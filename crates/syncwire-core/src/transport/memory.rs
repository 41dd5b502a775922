//! In-process connections.
//!
//! A [`MemoryDialer`] hands each successful dial to its [`MemoryListener`] as
//! a [`MemoryPeer`], which plays the remote side: it reads the frames the
//! client sent, pushes frames back, and can close with any [`CloseReason`].

use super::{CloseReason, Connection, Dialer, FrameSink, FrameStream, Inbound};
use crate::error::{Result, SyncwireError};
use async_trait::async_trait;
use std::sync::atomic::{AtomicBool, AtomicU32, Ordering};
use tokio::sync::mpsc;

#[derive(Debug)]
enum PeerSignal {
    Frame(Vec<u8>),
    Close(CloseReason),
}

/// Dialer whose peers live in the same process.
#[derive(Debug)]
pub struct MemoryDialer {
    accept_tx: mpsc::UnboundedSender<MemoryPeer>,
    refuse_remaining: AtomicU32,
    attempts: AtomicU32,
    stall_writes: AtomicBool,
}

impl MemoryDialer {
    /// Create a dialer and the listener that receives its peers.
    pub fn new() -> (Self, MemoryListener) {
        let (accept_tx, accept_rx) = mpsc::unbounded_channel();
        let dialer = Self {
            accept_tx,
            refuse_remaining: AtomicU32::new(0),
            attempts: AtomicU32::new(0),
            stall_writes: AtomicBool::new(false),
        };
        (dialer, MemoryListener { accept_rx })
    }

    /// Refuse the next `count` dial attempts.
    pub fn refusing(self, count: u32) -> Self {
        self.refuse_remaining.store(count, Ordering::SeqCst);
        self
    }

    /// Make every write on connections from this dialer hang, like a peer
    /// that stopped reading.
    pub fn stalling_writes(self) -> Self {
        self.stall_writes.store(true, Ordering::SeqCst);
        self
    }

    /// Number of dial attempts made so far.
    pub fn attempts(&self) -> u32 {
        self.attempts.load(Ordering::SeqCst)
    }
}

#[async_trait]
impl Dialer for MemoryDialer {
    async fn dial(&self) -> Result<Connection> {
        self.attempts.fetch_add(1, Ordering::SeqCst);

        let refused = self
            .refuse_remaining
            .fetch_update(Ordering::SeqCst, Ordering::SeqCst, |n| n.checked_sub(1))
            .is_ok();
        if refused {
            return Err(SyncwireError::transport("connection refused"));
        }

        let (client_tx, peer_rx) = mpsc::unbounded_channel();
        let (peer_tx, client_rx) = mpsc::unbounded_channel();

        let peer = MemoryPeer {
            inbound: peer_rx,
            outbound: peer_tx,
        };
        self.accept_tx
            .send(peer)
            .map_err(|_| SyncwireError::transport("connection refused: no listener"))?;

        Ok(Connection {
            sink: Box::new(MemorySink {
                tx: Some(client_tx),
                stalled: self.stall_writes.load(Ordering::SeqCst),
            }),
            stream: Box::new(MemoryStream { rx: client_rx }),
        })
    }

    fn peer(&self) -> String {
        "memory".to_string()
    }
}

/// Receives the peer side of every successful dial.
#[derive(Debug)]
pub struct MemoryListener {
    accept_rx: mpsc::UnboundedReceiver<MemoryPeer>,
}

impl MemoryListener {
    /// Wait for the next connection. `None` once the dialer is dropped.
    pub async fn accept(&mut self) -> Option<MemoryPeer> {
        self.accept_rx.recv().await
    }
}

/// The remote end of an in-memory connection.
#[derive(Debug)]
pub struct MemoryPeer {
    inbound: mpsc::UnboundedReceiver<Vec<u8>>,
    outbound: mpsc::UnboundedSender<PeerSignal>,
}

impl MemoryPeer {
    /// Next frame sent by the client. `None` once the client closed.
    pub async fn recv(&mut self) -> Option<Vec<u8>> {
        self.inbound.recv().await
    }

    /// Push a frame to the client. Returns `false` if the client is gone.
    pub fn send(&self, frame: impl Into<Vec<u8>>) -> bool {
        self.outbound.send(PeerSignal::Frame(frame.into())).is_ok()
    }

    /// Close the connection with the given reason.
    pub fn close(&self, reason: CloseReason) {
        let _ = self.outbound.send(PeerSignal::Close(reason));
    }
}

struct MemorySink {
    tx: Option<mpsc::UnboundedSender<Vec<u8>>>,
    stalled: bool,
}

#[async_trait]
impl FrameSink for MemorySink {
    async fn send_frame(&mut self, frame: Vec<u8>) -> Result<()> {
        if self.stalled {
            std::future::pending::<()>().await;
        }
        let tx = self
            .tx
            .as_ref()
            .ok_or_else(|| SyncwireError::transport("connection already closed"))?;
        tx.send(frame)
            .map_err(|_| SyncwireError::transport("peer went away"))
    }

    async fn close(&mut self) -> Result<()> {
        self.tx.take();
        Ok(())
    }
}

struct MemoryStream {
    rx: mpsc::UnboundedReceiver<PeerSignal>,
}

#[async_trait]
impl FrameStream for MemoryStream {
    async fn next_frame(&mut self) -> Inbound {
        match self.rx.recv().await {
            Some(PeerSignal::Frame(frame)) => Inbound::Frame(frame),
            Some(PeerSignal::Close(reason)) => Inbound::Closed(reason),
            // Peer dropped without a close signal.
            None => Inbound::Closed(CloseReason::Abnormal),
        }
    }
}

◆ **What this task involves**: Within the listing, count the lines that contain the word "every", and give the count by itself.

◆ **Solution**: 2